** EXERCISE BRIEF **
Lines of the material that include the word "matched" are to be counted; only their number should be given.

LISTED RECORDS START

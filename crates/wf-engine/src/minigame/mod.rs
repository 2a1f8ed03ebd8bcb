//! Minigames: synchronous side games launched by minigame rules.

mod lockpick;

pub use lockpick::{LockpickConfig, LockpickGame};

use std::collections::HashMap;

use wf_core::{Game, ObjectId};

use crate::error::MiniGameError;
use crate::state::GameState;

/// How a minigame ended.
#[derive(Debug, Clone, PartialEq, Eq)]
pub struct MiniGameOutcome {
    /// Whether the player won.
    pub success: bool,
    /// Message reported to the player.
    pub message: String,
    /// Objects awarded. When empty, the rule's own rewards apply.
    pub produced: Vec<ObjectId>,
}

impl MiniGameOutcome {
    /// A win without objects of its own.
    pub fn win(message: impl Into<String>) -> Self {
        Self {
            success: true,
            message: message.into(),
            produced: Vec::new(),
        }
    }

    /// A loss.
    pub fn loss(message: impl Into<String>) -> Self {
        Self {
            success: false,
            message: message.into(),
            produced: Vec::new(),
        }
    }

    /// Award an object instead of the rule's rewards.
    pub fn producing(mut self, object: impl Into<ObjectId>) -> Self {
        self.produced.push(object.into());
        self
    }
}

/// A side game the dispatcher hands control to.
///
/// `play` blocks until the game is won or lost. It gets read access to the
/// world and the runtime state; every state change it causes is applied by
/// the dispatcher afterwards.
pub trait MiniGame: Send {
    /// Identifier that minigame rules refer to.
    fn id(&self) -> &str;

    /// Run the game to completion.
    fn play(&mut self, game: &Game, state: &GameState) -> Result<MiniGameOutcome, MiniGameError>;
}

/// Minigames available to a dispatcher, keyed by id.
#[derive(Default)]
pub struct MiniGameRegistry {
    games: HashMap<String, Box<dyn MiniGame>>,
}

impl MiniGameRegistry {
    /// An empty registry.
    pub fn new() -> Self {
        Self::default()
    }

    /// Register a minigame under its own id, replacing any previous one.
    pub fn register(&mut self, game: impl MiniGame + 'static) {
        self.games.insert(game.id().to_string(), Box::new(game));
    }

    /// Builder-style [`register`](Self::register).
    pub fn with(mut self, game: impl MiniGame + 'static) -> Self {
        self.register(game);
        self
    }

    /// Look up a minigame.
    pub fn get_mut(&mut self, id: &str) -> Option<&mut (dyn MiniGame + 'static)> {
        self.games.get_mut(id).map(|game| game.as_mut())
    }

    /// Whether a minigame is registered.
    pub fn contains(&self, id: &str) -> bool {
        self.games.contains_key(id)
    }

    /// Registered ids, sorted.
    pub fn ids(&self) -> Vec<&str> {
        let mut ids: Vec<_> = self.games.keys().map(String::as_str).collect();
        ids.sort_unstable();
        ids
    }
}

impl std::fmt::Debug for MiniGameRegistry {
    fn fmt(&self, f: &mut std::fmt::Formatter<'_>) -> std::fmt::Result {
        f.debug_struct("MiniGameRegistry")
            .field("games", &self.ids())
            .finish()
    }
}
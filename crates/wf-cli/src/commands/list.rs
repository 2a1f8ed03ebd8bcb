use std::path::Path;

use clap::ValueEnum;
use comfy_table::{ContentArrangement, Table};
use wf_core::{Game, Selector};

/// What `wf list` prints.
#[derive(Debug, Clone, Copy, PartialEq, Eq, ValueEnum)]
pub enum ListKind {
    /// Locations with their exits.
    Locations,
    /// Objects with their attributes.
    Objects,
    /// Characters.
    Characters,
    /// Use, give and minigame rules in evaluation order.
    Rules,
}

pub fn run(world: Option<&Path>, kind: ListKind) -> Result<(), String> {
    let game = super::load_world(world)?;

    let mut table = Table::new();
    table.set_content_arrangement(ContentArrangement::Dynamic);

    let count = match kind {
        ListKind::Locations => locations(&game, &mut table),
        ListKind::Objects => objects(&game, &mut table),
        ListKind::Characters => characters(&game, &mut table),
        ListKind::Rules => rules(&game, &mut table),
    };

    if count == 0 {
        println!("  Nothing found.");
        return Ok(());
    }

    println!("{table}");
    println!();
    println!("  {count} entries");

    Ok(())
}

fn locations(game: &Game, table: &mut Table) -> usize {
    table.set_header(vec!["Id", "Name", "Exits", "Description"]);
    for location in game.locations() {
        let exits = location
            .connections
            .iter()
            .map(|c| format!("{} -> {}", c.label, c.target))
            .collect::<Vec<_>>()
            .join(", ");
        let mut name = location.name.clone();
        if game.is_end_location(location.id.as_str()) {
            name.push_str(" (end)");
        }
        table.add_row(vec![
            location.id.to_string(),
            name,
            exits,
            super::truncate(&location.description, 50),
        ]);
    }
    game.locations().len()
}

fn objects(game: &Game, table: &mut Table) -> usize {
    table.set_header(vec!["Id", "Name", "Portable", "Attributes", "Description"]);
    for object in game.objects() {
        let attributes = object
            .attributes
            .iter()
            .map(String::as_str)
            .collect::<Vec<_>>()
            .join(", ");
        table.add_row(vec![
            object.id.to_string(),
            object.name.clone(),
            if object.can_pick_up { "yes" } else { "no" }.to_string(),
            attributes,
            super::truncate(&object.description, 50),
        ]);
    }
    game.objects().len()
}

fn characters(game: &Game, table: &mut Table) -> usize {
    table.set_header(vec!["Id", "Name", "Phrases", "Description"]);
    for character in game.characters() {
        table.add_row(vec![
            character.id.to_string(),
            character.name.clone(),
            character.phrases.len().to_string(),
            super::truncate(&character.description, 50),
        ]);
    }
    game.characters().len()
}

fn rules(game: &Game, table: &mut Table) -> usize {
    table.set_header(vec!["#", "Kind", "Operands", "Effect"]);
    let mut n = 0;
    let mut row = |kind: &str, operands: String, effect: String| {
        n += 1;
        table.add_row(vec![n.to_string(), kind.to_string(), operands, effect]);
    };

    for rule in game.use_rules() {
        row("use", operands(&rule.primary, rule.with.as_ref()), super::truncate(&rule.text, 50));
    }
    for rule in game.minigame_rules() {
        row(
            "minigame",
            operands(&rule.primary, rule.with.as_ref()),
            format!("launches {}", rule.minigame),
        );
    }
    for rule in game.give_rules() {
        row(
            "give",
            format!("{} to {}", rule.item, rule.character),
            super::truncate(&rule.text, 50),
        );
    }
    n
}

fn operands(primary: &Selector, with: Option<&Selector>) -> String {
    match with {
        Some(with) => format!("{primary} with {with}"),
        None => primary.to_string(),
    }
}
use std::path::Path;

use wf_core::sample_game;

pub fn run(output: Option<&Path>) -> Result<(), String> {
    let json = sample_game().to_json().map_err(|e| e.to_string())?;

    match output {
        Some(path) => {
            std::fs::write(path, format!("{json}\n"))
                .map_err(|e| format!("cannot write {}: {e}", path.display()))?;
            println!("  Wrote sample world to {}", path.display());
        }
        None => println!("{json}"),
    }

    Ok(())
}
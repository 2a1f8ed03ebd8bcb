//! Rule tables: which interaction fires for a `use`, and which gift rule
//! accepts an item.

use tracing::debug;
use wf_core::{Game, GameCharacter, GameObject, GiveRule, MiniGameRule, Selector, UseRule};

use crate::resolve::resolve_operand;
use crate::state::GameState;

/// A rule that can fire for a `use` command.
#[derive(Debug, Clone, Copy)]
pub enum InteractionRule<'g> {
    /// Static transformation.
    Transform(&'g UseRule),
    /// Hand-off to a minigame.
    MiniGame(&'g MiniGameRule),
}

impl<'g> InteractionRule<'g> {
    /// Required primary operand.
    pub fn primary(&self) -> &'g Selector {
        match self {
            Self::Transform(rule) => &rule.primary,
            Self::MiniGame(rule) => &rule.primary,
        }
    }

    /// Required secondary operand, if any.
    pub fn secondary(&self) -> Option<&'g Selector> {
        match self {
            Self::Transform(rule) => rule.with.as_ref(),
            Self::MiniGame(rule) => rule.with.as_ref(),
        }
    }

    /// Minigame rules may name a character present in the location as their
    /// secondary operand.
    fn accepts_character(&self) -> bool {
        matches!(self, Self::MiniGame(_))
    }
}

/// Every interaction rule in evaluation order: all use rules, then all
/// minigame rules, each in declaration order.
pub fn interaction_rules(game: &Game) -> impl Iterator<Item = InteractionRule<'_>> {
    game.use_rules()
        .iter()
        .map(InteractionRule::Transform)
        .chain(game.minigame_rules().iter().map(InteractionRule::MiniGame))
}

/// What a secondary operand resolved to.
#[derive(Debug, Clone, Copy)]
pub enum Target<'g> {
    /// An object, consumed when the rule succeeds.
    Object(&'g GameObject),
    /// A character in the current location. Never consumed.
    Character(&'g GameCharacter),
}

impl<'g> Target<'g> {
    /// The object, if the target is one.
    pub fn object(&self) -> Option<&'g GameObject> {
        match self {
            Self::Object(object) => Some(object),
            Self::Character(_) => None,
        }
    }
}

/// A matched interaction rule with its resolved operands.
#[derive(Debug, Clone, Copy)]
pub struct RuleMatch<'g> {
    /// The rule that fired.
    pub rule: InteractionRule<'g>,
    /// The resolved primary object.
    pub primary: &'g GameObject,
    /// The resolved secondary operand.
    pub secondary: Option<Target<'g>>,
}

impl<'g> RuleMatch<'g> {
    /// Objects to consume when the rule takes effect.
    pub fn consumed(&self) -> impl Iterator<Item = &'g GameObject> + use<'g> {
        std::iter::once(self.primary).chain(self.secondary.and_then(|t| t.object()))
    }
}

/// Find the first interaction rule matching the typed operands.
pub fn resolve_use<'g>(
    game: &'g Game,
    state: &GameState,
    primary: &Selector,
    secondary: Option<&Selector>,
) -> Option<RuleMatch<'g>> {
    interaction_rules(game).find_map(|rule| {
        let primary = resolve_operand(game, state, primary, rule.primary())?;
        let secondary = match (secondary, rule.secondary()) {
            (None, None) => None,
            (Some(typed), Some(required)) => {
                Some(resolve_secondary(game, state, rule, typed, required)?)
            }
            _ => return None,
        };
        debug!(?rule, primary = %primary.id, "interaction rule matched");
        Some(RuleMatch {
            rule,
            primary,
            secondary,
        })
    })
}

fn resolve_secondary<'g>(
    game: &'g Game,
    state: &GameState,
    rule: InteractionRule<'g>,
    typed: &Selector,
    required: &Selector,
) -> Option<Target<'g>> {
    let character = match typed {
        Selector::Id(id) if game.object(id).is_none() => id,
        _ => return resolve_operand(game, state, typed, required).map(Target::Object),
    };
    let usable = rule.accepts_character()
        && state.overlay.is_character_in(character, state.location.as_str())
        && required.id() == Some(character.as_str());
    if !usable {
        return None;
    }
    game.character(character).map(Target::Character)
}

/// Find the first gift rule for this character that wants the object.
pub fn resolve_give<'g>(
    game: &'g Game,
    character: &str,
    object: &GameObject,
) -> Option<&'g GiveRule> {
    game.give_rules()
        .iter()
        .find(|rule| rule.character == character && rule.item.matches(object))
}

#[cfg(test)]
mod tests {
    use super::*;
    use crate::config::EngineConfig;
    use crate::overlay::Placement;
    use wf_core::{Location, ObjectId};

    fn game() -> Game {
        Game::new("T", "loc_a")
            .with_location(
                Location::new("loc_a", "A")
                    .with_object("obj_pole")
                    .with_object("obj_coffin")
                    .with_object("obj_chest")
                    .with_character("char_guard"),
            )
            .with_object(GameObject::new("obj_pole", "Pole").with_attribute("long"))
            .with_object(GameObject::new("obj_coffin", "Coffin"))
            .with_object(GameObject::new("obj_chest", "Chest"))
            .with_object(GameObject::new("obj_picks", "Picks").with_attribute("lockpick"))
            .with_object(GameObject::new("obj_water", "Water"))
            .with_character(GameCharacter::new("char_guard", "Guard"))
            .with_use_rule(
                UseRule::new(Selector::by_attribute("long"), "first")
                    .with_secondary(Selector::by_id("obj_coffin")),
            )
            .with_use_rule(
                UseRule::new(Selector::by_id("obj_pole"), "second")
                    .with_secondary(Selector::by_id("obj_coffin")),
            )
            .with_use_rule(UseRule::new(Selector::by_id("obj_pole"), "alone"))
            .with_minigame_rule(
                MiniGameRule::new(Selector::by_id("obj_pole"), "duel")
                    .with_secondary(Selector::by_id("obj_coffin")),
            )
            .with_minigame_rule(
                MiniGameRule::new(Selector::by_attribute("lockpick"), "lockpick")
                    .with_secondary(Selector::by_id("obj_chest")),
            )
            .with_minigame_rule(
                MiniGameRule::new(Selector::by_id("obj_pole"), "bribe")
                    .with_secondary(Selector::by_id("char_guard")),
            )
            .with_give_rule(GiveRule::new(
                "char_guard",
                Selector::by_id("obj_water"),
                "Thanks.",
            ))
            .with_give_rule(GiveRule::new(
                "char_guard",
                Selector::by_attribute("long"),
                "Nice pole.",
            ))
    }

    fn text(found: Option<RuleMatch<'_>>) -> Option<&str> {
        found.map(|m| match m.rule {
            InteractionRule::Transform(rule) => rule.text.as_str(),
            InteractionRule::MiniGame(rule) => rule.minigame.as_str(),
        })
    }

    #[test]
    fn first_declared_rule_wins() {
        let game = game();
        let state = GameState::new(&game, &EngineConfig::default());
        let found = resolve_use(
            &game,
            &state,
            &Selector::by_id("obj_pole"),
            Some(&Selector::by_id("obj_coffin")),
        );
        assert_eq!(text(found), Some("first"));
    }

    #[test]
    fn use_rules_precede_minigame_rules() {
        let game = game();
        let order: Vec<_> = interaction_rules(&game)
            .map(|r| matches!(r, InteractionRule::Transform(_)))
            .collect();
        assert_eq!(order, [true, true, true, false, false, false]);
    }

    #[test]
    fn secondary_presence_must_agree() {
        let game = game();
        let state = GameState::new(&game, &EngineConfig::default());
        assert_eq!(
            text(resolve_use(&game, &state, &Selector::by_id("obj_pole"), None)),
            Some("alone")
        );
        assert!(
            resolve_use(
                &game,
                &state,
                &Selector::by_id("obj_coffin"),
                Some(&Selector::by_id("obj_pole"))
            )
            .is_none()
        );
    }

    #[test]
    fn minigame_rule_with_attribute_primary() {
        let game = game();
        let mut state = GameState::new(&game, &EngineConfig::default());
        state
            .overlay
            .place(ObjectId::from("obj_picks"), Placement::InInventory);
        let found = resolve_use(
            &game,
            &state,
            &Selector::by_attribute("lockpick"),
            Some(&Selector::by_id("obj_chest")),
        );
        assert_eq!(text(found), Some("lockpick"));
        let found = found.unwrap();
        let consumed: Vec<_> = found.consumed().map(|o| o.id.as_str()).collect();
        assert_eq!(consumed, ["obj_picks", "obj_chest"]);
    }

    #[test]
    fn character_secondary_only_when_present() {
        let game = game();
        let mut state = GameState::new(&game, &EngineConfig::default());
        let found = resolve_use(
            &game,
            &state,
            &Selector::by_id("obj_pole"),
            Some(&Selector::by_id("char_guard")),
        )
        .unwrap();
        assert_eq!(text(Some(found)), Some("bribe"));
        assert!(matches!(found.secondary, Some(Target::Character(_))));
        assert_eq!(found.consumed().count(), 1);

        state.overlay.remove_character("loc_a", "char_guard");
        assert!(
            resolve_use(
                &game,
                &state,
                &Selector::by_id("obj_pole"),
                Some(&Selector::by_id("char_guard"))
            )
            .is_none()
        );
    }

    #[test]
    fn give_matches_character_and_item() {
        let game = game();
        let water = game.object("obj_water").unwrap();
        let pole = game.object("obj_pole").unwrap();
        let coffin = game.object("obj_coffin").unwrap();
        assert_eq!(
            resolve_give(&game, "char_guard", water).map(|r| r.text.as_str()),
            Some("Thanks.")
        );
        assert_eq!(
            resolve_give(&game, "char_guard", pole).map(|r| r.text.as_str()),
            Some("Nice pole.")
        );
        assert!(resolve_give(&game, "char_guard", coffin).is_none());
        assert!(resolve_give(&game, "char_other", water).is_none());
    }
}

LISTED RECORDS END

** OUTPUT OF THE TASK **
2